Kate, of Covingham, began flying into uncontrollable rages and experiencing overwhelming mood swings at the end of last year.

The 31-year-old had been advised to come off her epilepsy medication as the condition appeared to have subsided and she initially put the symptoms down to withdrawal from the drug.

But as the ups and downs persisted she was referred to the Avon and Wiltshire Mental Health Part-nership NHS Trust at Sandalwood Court. On December 28 she met a nurse who suggested she might suffer from a personality disorder. In January she was seen by a psychiatrist who told her she might be suffering from post-traumatic stress disorder and prescribed mood stabiliser Depakote.

But she said the medication made her feel lethargic and even more emotionally unstable.

She tried to see a psychiatrist before her set appointment on February 7 but was instead told to double her dosage. “My emotions got out of control. I would get very angry for no reason,” she said.
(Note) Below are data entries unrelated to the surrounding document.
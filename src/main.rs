use paperpub::app::App;
use paperpub::clipboard::{Clipboard, NoClipboard, SystemClipboard};
use paperpub::console::SettingsPanel;
use paperpub::notify::{ConsoleNotifier, StatusBar};
use paperpub::paper::{Endpoints, Publisher, ReqwestTransport, SharedUrl};
use paperpub::settings::{SettingField, Settings, SettingsStore, TomlFileRepository};
use paperpub::vault::Vault;

use log::info;
use std::path::{Path, PathBuf};
use std::time::Duration;
use structopt::StructOpt;

#[derive(Debug, StructOpt)]
enum SettingsCmd {
    ///Shows the current settings
    Show {
        #[structopt(long, help = "print the credential in clear text")]
        reveal: bool,
    },
    ///Changes a setting (credential | path-prefix) and saves it
    Set { field: SettingField, value: String },
    ///Prints the location of the settings file
    Path,
}

#[derive(Debug, StructOpt)]
enum Cmd {
    ///Publishes a note to Dropbox Paper and prints its shared link
    Publish {
        //positional param, relative to the vault
        note: Option<PathBuf>,
        #[structopt(
            short,
            long,
            help = "vault directory or URL. Defaults to the current directory"
        )]
        vault: Option<String>,
        #[structopt(
            long,
            parse(try_from_str = humantime::parse_duration),
            default_value = "3s",
            help = "how long the 'Published' status is shown"
        )]
        status_delay: Duration,
        #[structopt(long, help = "wait for the status to revert before exiting")]
        linger: bool,
        #[structopt(long, help = "do not copy the link to the clipboard")]
        no_clipboard: bool,
        #[structopt(long, default_value = "https://api.dropboxapi.com")]
        api_base: String,
    },
    ///Shows or edits the publishing settings
    Settings {
        #[structopt(subcommand)]
        cmd: SettingsCmd,
    },
}

#[derive(Debug, StructOpt)]
#[structopt(name = "paperpub", about = "Publish markdown notes to Dropbox Paper")]
struct Opt {
    /// Settings file
    #[structopt(short, long, parse(from_os_str))]
    settings_path: Option<PathBuf>,
    #[structopt(subcommand)]
    cmd: Cmd,
}

struct PublishOpts<'a> {
    settings: &'a Settings,
    note: Option<&'a Path>,
    status_delay: Duration,
    linger: bool,
}

fn publish_note<C: Clipboard>(
    publisher: Publisher<ReqwestTransport>,
    vault: Vault,
    clipboard: C,
    opts: PublishOpts,
) -> Option<SharedUrl> {
    let mut app = App::new(
        publisher,
        vault,
        ConsoleNotifier::stderr(),
        clipboard,
        StatusBar::stderr().shared(),
        opts.status_delay,
    );
    let published = app.publish(opts.settings, opts.note);
    if opts.linger {
        app.settle();
    }
    app.shutdown();
    published.ok()
}

fn main() -> anyhow::Result<()> {
    env_logger::init();
    let opt = Opt::from_args();
    let repository = match opt.settings_path {
        Some(path) => TomlFileRepository::new(path),
        None => TomlFileRepository::in_config_dir()?,
    };
    let location = repository.path().to_owned();
    let mut store = SettingsStore::load(repository)?;

    match opt.cmd {
        Cmd::Publish {
            note,
            vault,
            status_delay,
            linger,
            no_clipboard,
            api_base,
        } => {
            let vault = match vault {
                Some(location) => Vault::from_location(&location),
                None => Vault::current_dir()?,
            };
            let publisher =
                Publisher::new(ReqwestTransport::new(), Endpoints::with_base(&api_base));
            let opts = PublishOpts {
                settings: store.settings(),
                note: note.as_deref(),
                status_delay,
                linger,
            };
            let published = if no_clipboard {
                publish_note(publisher, vault, NoClipboard, opts)
            } else {
                publish_note(publisher, vault, SystemClipboard, opts)
            };

            match published {
                Some(url) => {
                    println!("{}", url);
                    Ok(())
                }
                // the notice already told the user what went wrong
                None => std::process::exit(1),
            }
        }
        Cmd::Settings { cmd } => match cmd {
            SettingsCmd::Show { reveal } => {
                SettingsPanel::stdout(reveal).render(store.settings(), &location)
            }
            SettingsCmd::Set { field, value } => {
                store.update(field, &value)?;
                info!("{:?} updated in {}", field, location.display());
                Ok(())
            }
            SettingsCmd::Path => {
                println!("{}", location.display());
                Ok(())
            }
        },
    }
}
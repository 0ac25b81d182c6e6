//! Byte-stream transport seam.
//!
//! The session never touches sockets directly. Anything that can open a
//! connection and move bytes (plain TCP, a TLS stream, an in-memory mock)
//! plugs in through [`Transport`].

use async_trait::async_trait;

use crate::error::Result;

/// Connection-oriented byte transport.
#[async_trait]
pub trait Transport: Send {
    /// Open the connection.
    ///
    /// # Errors
    /// Returns error if the peer is unreachable. The caller decides
    /// whether to retry.
    async fn open(&mut self) -> Result<()>;

    /// Send all of `data`.
    async fn send(&mut self, data: &[u8]) -> Result<()>;

    /// Read whatever bytes are ready into `buf` without waiting for more.
    ///
    /// `Ok(0)` means nothing is pending right now. A closed or broken
    /// connection is reported as an error.
    async fn recv(&mut self, buf: &mut [u8]) -> Result<usize>;

    /// Close the connection. Closing an already closed transport is a no-op.
    async fn close(&mut self) -> Result<()>;

    /// Whether the connection is currently open.
    fn is_open(&self) -> bool;
}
“I got several back to back days when I wanted to end everything. I kept ringing them asking to see the psychiatrist but they told me ‘you’re capable of dealing with it by yourself.’ “I could be five different people in the space of one conversation. And it’s still like that all the time.”

When she saw her psychiatrist on February 7 he diagnosed her with Emotional Unstable Personality and referred her to the LIFT Psychology service. But LIFT said they did not provide the type of care she had been promised.

She got in touch with staff at the early intervention services to receive care but did not find the compassion she was hoping for.

“They asked me what I was hoping to get from the service so I told them the psychiatrist said I needed one-to-one sessions,” she said. “But they gave me a list of all the things they couldn’t do and I felt stupid for asking questions. “When I asked my community psychiatric nurse what I could expect from my first meeting she said she couldn’t tell what to expect of a meeting that had not happened. “I feel really reluctant to go now. I’m actually quite scared.”

Kate has set up her own online support group Ear To Listen, allowing patients to seek comfort from each other.

“Patients need more support between appointments and we need to be taken seriously,” she said. “I feel abandoned and I’ve had to make my own support happen.”

Fellow patients can email Kate at

A spokesman for AWP Trust said: “Some of the issues outlined were brought to the attention of our Patient Advice and Liaison Service and are now being looked into. “We treat all concerns seriously and work closely with service users and their friends and family to ensure we are offering an appropriate and responsive service.”